*What the task asks*:
Exactly the lines from the top of the records below through the one containing "er Jarvis, din" must be set down, with no line added or dropped.
┌─ Data supplied
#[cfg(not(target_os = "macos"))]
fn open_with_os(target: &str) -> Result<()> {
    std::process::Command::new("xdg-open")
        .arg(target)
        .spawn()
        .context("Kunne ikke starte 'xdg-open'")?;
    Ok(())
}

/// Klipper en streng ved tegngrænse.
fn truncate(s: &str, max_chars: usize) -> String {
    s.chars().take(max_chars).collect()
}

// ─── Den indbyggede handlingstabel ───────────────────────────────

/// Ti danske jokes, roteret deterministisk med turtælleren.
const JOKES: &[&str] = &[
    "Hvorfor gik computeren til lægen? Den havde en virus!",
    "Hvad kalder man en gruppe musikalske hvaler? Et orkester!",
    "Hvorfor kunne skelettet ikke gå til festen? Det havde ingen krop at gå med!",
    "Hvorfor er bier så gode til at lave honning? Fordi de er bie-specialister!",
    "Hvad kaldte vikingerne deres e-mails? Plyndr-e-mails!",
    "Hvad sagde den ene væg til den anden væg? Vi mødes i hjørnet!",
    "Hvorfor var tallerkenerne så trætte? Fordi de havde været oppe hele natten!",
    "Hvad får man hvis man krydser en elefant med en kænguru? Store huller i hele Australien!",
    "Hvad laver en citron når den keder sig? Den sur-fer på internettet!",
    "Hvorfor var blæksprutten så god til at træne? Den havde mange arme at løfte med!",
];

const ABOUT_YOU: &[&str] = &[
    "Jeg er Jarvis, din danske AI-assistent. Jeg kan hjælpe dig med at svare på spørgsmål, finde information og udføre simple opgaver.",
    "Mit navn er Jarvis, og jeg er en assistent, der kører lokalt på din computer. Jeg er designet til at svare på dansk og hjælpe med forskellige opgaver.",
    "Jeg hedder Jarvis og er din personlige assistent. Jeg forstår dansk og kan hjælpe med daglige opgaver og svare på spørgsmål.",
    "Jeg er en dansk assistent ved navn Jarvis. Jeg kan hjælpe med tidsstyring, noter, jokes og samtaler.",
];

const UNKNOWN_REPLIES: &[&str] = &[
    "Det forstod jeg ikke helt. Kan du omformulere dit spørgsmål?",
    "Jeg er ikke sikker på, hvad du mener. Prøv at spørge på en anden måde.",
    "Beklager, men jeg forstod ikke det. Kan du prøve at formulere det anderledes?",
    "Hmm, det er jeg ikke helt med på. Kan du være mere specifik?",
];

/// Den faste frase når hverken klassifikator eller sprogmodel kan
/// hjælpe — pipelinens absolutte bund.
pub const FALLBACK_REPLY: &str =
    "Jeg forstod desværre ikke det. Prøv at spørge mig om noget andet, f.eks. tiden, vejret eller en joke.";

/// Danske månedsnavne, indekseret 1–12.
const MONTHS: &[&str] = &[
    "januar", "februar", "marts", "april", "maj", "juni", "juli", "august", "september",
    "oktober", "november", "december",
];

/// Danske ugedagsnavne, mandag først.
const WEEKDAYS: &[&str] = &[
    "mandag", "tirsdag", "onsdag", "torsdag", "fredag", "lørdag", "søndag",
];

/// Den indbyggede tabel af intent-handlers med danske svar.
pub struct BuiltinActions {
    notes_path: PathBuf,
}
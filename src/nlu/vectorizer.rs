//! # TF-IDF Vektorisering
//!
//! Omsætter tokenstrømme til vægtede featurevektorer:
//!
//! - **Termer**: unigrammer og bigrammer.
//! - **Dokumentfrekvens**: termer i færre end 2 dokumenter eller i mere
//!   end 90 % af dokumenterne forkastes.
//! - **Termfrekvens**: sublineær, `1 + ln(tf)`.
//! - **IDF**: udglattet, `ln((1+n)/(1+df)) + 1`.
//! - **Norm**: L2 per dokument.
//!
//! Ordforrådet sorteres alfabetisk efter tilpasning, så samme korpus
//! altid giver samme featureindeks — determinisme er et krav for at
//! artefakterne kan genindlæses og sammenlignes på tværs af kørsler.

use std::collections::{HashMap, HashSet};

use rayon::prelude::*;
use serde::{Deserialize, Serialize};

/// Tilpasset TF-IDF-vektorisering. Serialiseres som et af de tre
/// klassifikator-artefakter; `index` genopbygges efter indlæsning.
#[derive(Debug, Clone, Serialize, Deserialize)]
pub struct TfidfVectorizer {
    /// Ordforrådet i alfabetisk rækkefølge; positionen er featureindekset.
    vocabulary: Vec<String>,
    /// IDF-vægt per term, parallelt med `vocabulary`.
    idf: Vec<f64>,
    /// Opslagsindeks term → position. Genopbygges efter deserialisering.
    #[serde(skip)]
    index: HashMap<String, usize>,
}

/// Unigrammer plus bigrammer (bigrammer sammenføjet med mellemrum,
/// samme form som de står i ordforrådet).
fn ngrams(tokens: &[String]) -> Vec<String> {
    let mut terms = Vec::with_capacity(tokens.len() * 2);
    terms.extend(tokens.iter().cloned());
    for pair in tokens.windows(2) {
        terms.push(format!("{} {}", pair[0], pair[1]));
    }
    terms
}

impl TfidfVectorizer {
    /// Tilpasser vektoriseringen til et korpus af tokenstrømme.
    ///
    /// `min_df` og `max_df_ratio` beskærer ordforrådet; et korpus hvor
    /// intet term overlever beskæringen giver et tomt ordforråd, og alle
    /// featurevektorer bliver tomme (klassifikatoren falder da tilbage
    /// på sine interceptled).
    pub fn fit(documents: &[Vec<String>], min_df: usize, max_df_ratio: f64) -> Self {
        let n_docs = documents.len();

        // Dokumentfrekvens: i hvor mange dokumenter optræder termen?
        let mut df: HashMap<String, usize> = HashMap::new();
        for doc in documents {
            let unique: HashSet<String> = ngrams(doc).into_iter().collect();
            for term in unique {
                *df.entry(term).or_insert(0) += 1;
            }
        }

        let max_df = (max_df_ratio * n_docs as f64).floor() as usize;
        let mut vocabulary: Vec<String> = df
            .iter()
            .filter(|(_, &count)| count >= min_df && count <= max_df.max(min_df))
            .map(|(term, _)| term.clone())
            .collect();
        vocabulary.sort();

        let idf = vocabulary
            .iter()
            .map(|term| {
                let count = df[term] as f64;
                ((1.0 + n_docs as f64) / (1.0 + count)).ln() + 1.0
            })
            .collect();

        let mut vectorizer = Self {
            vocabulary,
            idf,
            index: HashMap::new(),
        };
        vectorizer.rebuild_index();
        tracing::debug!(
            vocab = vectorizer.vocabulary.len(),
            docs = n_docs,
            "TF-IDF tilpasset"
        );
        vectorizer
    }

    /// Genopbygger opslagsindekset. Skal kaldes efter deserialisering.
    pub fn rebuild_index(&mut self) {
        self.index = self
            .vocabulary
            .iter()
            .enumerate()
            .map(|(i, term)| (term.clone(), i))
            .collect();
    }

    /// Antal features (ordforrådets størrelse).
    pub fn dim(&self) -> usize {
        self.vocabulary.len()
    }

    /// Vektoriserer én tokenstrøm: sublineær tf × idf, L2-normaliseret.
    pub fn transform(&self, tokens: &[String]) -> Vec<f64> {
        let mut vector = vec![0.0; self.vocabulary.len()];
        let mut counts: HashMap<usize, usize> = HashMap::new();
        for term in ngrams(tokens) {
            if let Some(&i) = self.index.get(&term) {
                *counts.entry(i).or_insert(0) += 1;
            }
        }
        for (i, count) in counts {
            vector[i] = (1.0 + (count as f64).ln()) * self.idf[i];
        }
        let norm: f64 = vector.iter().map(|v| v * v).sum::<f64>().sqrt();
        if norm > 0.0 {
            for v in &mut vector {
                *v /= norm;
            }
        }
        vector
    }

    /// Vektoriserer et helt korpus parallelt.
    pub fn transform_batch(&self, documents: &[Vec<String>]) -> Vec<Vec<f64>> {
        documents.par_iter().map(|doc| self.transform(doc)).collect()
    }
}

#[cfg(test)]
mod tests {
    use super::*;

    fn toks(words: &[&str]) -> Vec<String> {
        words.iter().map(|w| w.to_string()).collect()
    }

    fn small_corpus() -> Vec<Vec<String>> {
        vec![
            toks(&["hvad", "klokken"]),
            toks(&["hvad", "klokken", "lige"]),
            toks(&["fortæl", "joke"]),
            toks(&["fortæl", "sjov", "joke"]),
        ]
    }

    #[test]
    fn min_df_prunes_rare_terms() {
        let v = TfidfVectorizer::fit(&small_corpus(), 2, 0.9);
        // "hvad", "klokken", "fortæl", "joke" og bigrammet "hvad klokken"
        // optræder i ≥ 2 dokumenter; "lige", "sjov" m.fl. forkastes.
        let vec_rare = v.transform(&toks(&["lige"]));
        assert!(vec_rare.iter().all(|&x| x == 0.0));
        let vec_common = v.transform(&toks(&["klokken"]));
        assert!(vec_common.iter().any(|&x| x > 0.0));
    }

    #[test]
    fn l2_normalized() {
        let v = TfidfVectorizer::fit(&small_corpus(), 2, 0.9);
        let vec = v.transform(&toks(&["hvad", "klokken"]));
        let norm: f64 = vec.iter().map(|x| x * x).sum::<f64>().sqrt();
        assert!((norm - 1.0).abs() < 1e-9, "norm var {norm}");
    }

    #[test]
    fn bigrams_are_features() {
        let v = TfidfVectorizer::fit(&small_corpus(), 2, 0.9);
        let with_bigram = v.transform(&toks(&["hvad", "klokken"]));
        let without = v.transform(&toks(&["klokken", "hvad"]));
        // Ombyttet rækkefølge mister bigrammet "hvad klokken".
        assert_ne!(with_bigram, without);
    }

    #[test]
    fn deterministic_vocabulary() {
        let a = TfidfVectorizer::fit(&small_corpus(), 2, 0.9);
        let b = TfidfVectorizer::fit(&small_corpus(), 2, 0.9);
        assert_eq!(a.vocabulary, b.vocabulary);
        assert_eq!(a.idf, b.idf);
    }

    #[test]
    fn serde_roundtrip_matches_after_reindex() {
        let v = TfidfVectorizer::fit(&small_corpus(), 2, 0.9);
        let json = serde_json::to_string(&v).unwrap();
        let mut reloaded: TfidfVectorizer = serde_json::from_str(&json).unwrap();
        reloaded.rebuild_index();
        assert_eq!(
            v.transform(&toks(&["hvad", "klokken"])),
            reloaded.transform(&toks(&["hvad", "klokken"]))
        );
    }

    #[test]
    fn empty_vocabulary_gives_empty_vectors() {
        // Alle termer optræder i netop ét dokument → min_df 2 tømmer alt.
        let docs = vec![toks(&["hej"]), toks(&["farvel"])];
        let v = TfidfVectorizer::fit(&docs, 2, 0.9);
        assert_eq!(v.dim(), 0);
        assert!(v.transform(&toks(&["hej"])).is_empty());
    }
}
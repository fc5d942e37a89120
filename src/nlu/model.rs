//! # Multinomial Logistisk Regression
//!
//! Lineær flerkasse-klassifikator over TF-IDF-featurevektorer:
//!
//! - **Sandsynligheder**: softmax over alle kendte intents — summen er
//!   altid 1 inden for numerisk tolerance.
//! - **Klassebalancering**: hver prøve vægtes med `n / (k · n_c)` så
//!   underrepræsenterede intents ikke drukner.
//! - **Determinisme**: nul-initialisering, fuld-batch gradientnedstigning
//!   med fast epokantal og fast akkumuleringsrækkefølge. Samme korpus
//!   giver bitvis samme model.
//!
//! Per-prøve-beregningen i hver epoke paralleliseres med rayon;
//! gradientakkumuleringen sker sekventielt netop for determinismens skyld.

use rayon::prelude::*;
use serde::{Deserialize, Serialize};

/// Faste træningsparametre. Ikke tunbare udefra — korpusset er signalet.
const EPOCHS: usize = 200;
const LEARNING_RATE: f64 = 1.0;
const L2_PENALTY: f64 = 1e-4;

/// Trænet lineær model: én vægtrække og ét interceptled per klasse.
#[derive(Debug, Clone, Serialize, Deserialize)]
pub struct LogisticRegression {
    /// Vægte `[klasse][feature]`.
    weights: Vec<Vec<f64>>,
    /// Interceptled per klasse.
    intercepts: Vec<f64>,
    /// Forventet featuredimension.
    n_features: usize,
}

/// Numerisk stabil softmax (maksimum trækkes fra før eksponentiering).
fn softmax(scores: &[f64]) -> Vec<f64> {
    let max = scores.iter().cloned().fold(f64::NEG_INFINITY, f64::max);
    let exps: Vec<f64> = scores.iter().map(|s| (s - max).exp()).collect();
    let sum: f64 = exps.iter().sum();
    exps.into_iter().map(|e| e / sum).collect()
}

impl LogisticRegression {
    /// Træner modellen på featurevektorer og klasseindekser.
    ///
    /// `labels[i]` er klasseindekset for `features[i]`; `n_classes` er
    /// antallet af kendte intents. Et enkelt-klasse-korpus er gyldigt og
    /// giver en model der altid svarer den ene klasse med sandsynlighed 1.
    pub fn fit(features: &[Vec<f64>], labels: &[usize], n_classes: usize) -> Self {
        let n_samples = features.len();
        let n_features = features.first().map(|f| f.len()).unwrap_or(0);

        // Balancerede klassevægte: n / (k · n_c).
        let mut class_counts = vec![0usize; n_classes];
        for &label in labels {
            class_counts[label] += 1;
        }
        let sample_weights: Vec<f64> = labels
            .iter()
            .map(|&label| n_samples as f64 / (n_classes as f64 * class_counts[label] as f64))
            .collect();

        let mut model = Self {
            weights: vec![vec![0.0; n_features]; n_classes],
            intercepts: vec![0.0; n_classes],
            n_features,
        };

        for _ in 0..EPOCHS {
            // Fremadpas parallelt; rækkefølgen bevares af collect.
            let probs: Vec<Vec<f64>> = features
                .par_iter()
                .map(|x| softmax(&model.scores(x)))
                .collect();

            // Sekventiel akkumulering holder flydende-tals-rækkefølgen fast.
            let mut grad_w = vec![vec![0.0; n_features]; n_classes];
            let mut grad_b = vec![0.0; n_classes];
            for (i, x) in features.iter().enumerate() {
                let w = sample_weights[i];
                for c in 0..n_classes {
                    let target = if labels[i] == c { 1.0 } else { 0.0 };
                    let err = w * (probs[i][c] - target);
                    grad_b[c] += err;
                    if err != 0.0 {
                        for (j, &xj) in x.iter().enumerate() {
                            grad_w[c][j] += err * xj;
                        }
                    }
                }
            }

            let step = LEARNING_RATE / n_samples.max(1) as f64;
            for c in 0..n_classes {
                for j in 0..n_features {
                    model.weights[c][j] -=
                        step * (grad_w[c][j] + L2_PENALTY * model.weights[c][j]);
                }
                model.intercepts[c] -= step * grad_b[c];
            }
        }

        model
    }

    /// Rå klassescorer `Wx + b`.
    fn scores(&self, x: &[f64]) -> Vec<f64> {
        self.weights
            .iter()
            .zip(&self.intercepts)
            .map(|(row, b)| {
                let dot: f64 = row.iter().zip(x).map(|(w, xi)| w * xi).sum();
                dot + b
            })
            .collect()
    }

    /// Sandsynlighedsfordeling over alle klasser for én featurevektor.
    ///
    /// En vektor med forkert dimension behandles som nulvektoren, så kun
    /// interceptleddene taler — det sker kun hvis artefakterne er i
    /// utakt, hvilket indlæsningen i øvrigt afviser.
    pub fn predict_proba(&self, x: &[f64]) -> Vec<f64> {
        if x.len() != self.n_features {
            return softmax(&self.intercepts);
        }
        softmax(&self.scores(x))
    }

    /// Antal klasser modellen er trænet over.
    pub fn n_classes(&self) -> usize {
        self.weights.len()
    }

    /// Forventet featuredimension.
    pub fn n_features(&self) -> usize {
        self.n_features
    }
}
└─
*Solution to this problem*:
#[cfg(not(target_os = "macos"))]
fn open_with_os(target: &str) -> Result<()> {
    std::process::Command::new("xdg-open")
        .arg(target)
        .spawn()
        .context("Kunne ikke starte 'xdg-open'")?;
    Ok(())
}

/// Klipper en streng ved tegngrænse.
fn truncate(s: &str, max_chars: usize) -> String {
    s.chars().take(max_chars).collect()
}

// ─── Den indbyggede handlingstabel ───────────────────────────────

/// Ti danske jokes, roteret deterministisk med turtælleren.
const JOKES: &[&str] = &[
    "Hvorfor gik computeren til lægen? Den havde en virus!",
    "Hvad kalder man en gruppe musikalske hvaler? Et orkester!",
    "Hvorfor kunne skelettet ikke gå til festen? Det havde ingen krop at gå med!",
    "Hvorfor er bier så gode til at lave honning? Fordi de er bie-specialister!",
    "Hvad kaldte vikingerne deres e-mails? Plyndr-e-mails!",
    "Hvad sagde den ene væg til den anden væg? Vi mødes i hjørnet!",
    "Hvorfor var tallerkenerne så trætte? Fordi de havde været oppe hele natten!",
    "Hvad får man hvis man krydser en elefant med en kænguru? Store huller i hele Australien!",
    "Hvad laver en citron når den keder sig? Den sur-fer på internettet!",
    "Hvorfor var blæksprutten så god til at træne? Den havde mange arme at løfte med!",
];

const ABOUT_YOU: &[&str] = &[
    "Jeg er Jarvis, din danske AI-assistent. Jeg kan hjælpe dig med at svare på spørgsmål, finde information og udføre simple opgaver.",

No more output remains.